Task to complete:
Scan the material below for every line with the string "super", and copy those lines.

Extracted data:
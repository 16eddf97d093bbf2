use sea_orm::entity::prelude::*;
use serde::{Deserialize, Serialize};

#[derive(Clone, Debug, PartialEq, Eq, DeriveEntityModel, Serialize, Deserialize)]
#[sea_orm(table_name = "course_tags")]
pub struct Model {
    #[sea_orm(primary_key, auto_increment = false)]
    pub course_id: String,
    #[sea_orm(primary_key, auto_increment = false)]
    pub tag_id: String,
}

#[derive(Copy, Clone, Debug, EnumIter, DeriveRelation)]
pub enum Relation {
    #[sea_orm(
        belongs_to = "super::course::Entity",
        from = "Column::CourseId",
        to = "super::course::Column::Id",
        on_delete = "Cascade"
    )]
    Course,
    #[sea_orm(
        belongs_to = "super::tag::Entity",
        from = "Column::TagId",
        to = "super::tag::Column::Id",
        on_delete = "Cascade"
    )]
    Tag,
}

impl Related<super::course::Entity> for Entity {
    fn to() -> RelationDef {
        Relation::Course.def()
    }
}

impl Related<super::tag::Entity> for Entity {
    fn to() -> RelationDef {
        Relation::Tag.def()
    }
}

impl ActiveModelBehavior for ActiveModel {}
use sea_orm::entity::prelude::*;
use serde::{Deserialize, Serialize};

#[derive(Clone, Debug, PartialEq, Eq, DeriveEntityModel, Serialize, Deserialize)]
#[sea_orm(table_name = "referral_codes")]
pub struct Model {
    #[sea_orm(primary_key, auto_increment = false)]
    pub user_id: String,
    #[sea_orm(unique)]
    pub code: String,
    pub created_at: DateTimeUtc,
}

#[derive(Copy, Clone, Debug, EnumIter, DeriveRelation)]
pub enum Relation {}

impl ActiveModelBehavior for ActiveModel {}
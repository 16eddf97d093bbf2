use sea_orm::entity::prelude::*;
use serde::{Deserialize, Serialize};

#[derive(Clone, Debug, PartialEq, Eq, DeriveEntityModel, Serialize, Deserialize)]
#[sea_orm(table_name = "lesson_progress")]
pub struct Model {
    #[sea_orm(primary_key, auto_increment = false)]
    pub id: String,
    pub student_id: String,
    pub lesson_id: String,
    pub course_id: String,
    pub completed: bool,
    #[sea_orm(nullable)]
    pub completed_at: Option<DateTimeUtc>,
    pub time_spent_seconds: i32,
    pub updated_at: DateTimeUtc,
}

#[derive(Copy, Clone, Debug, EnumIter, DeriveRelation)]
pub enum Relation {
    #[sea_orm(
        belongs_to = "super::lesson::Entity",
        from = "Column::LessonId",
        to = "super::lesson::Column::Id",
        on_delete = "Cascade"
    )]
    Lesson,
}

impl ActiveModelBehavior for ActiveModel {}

Solution to this problem:
        belongs_to = "super::course::Entity",
        to = "super::course::Column::Id",
        belongs_to = "super::tag::Entity",
        to = "super::tag::Column::Id",
impl Related<super::course::Entity> for Entity {
impl Related<super::tag::Entity> for Entity {
        belongs_to = "super::lesson::Entity",
        to = "super::lesson::Column::Id",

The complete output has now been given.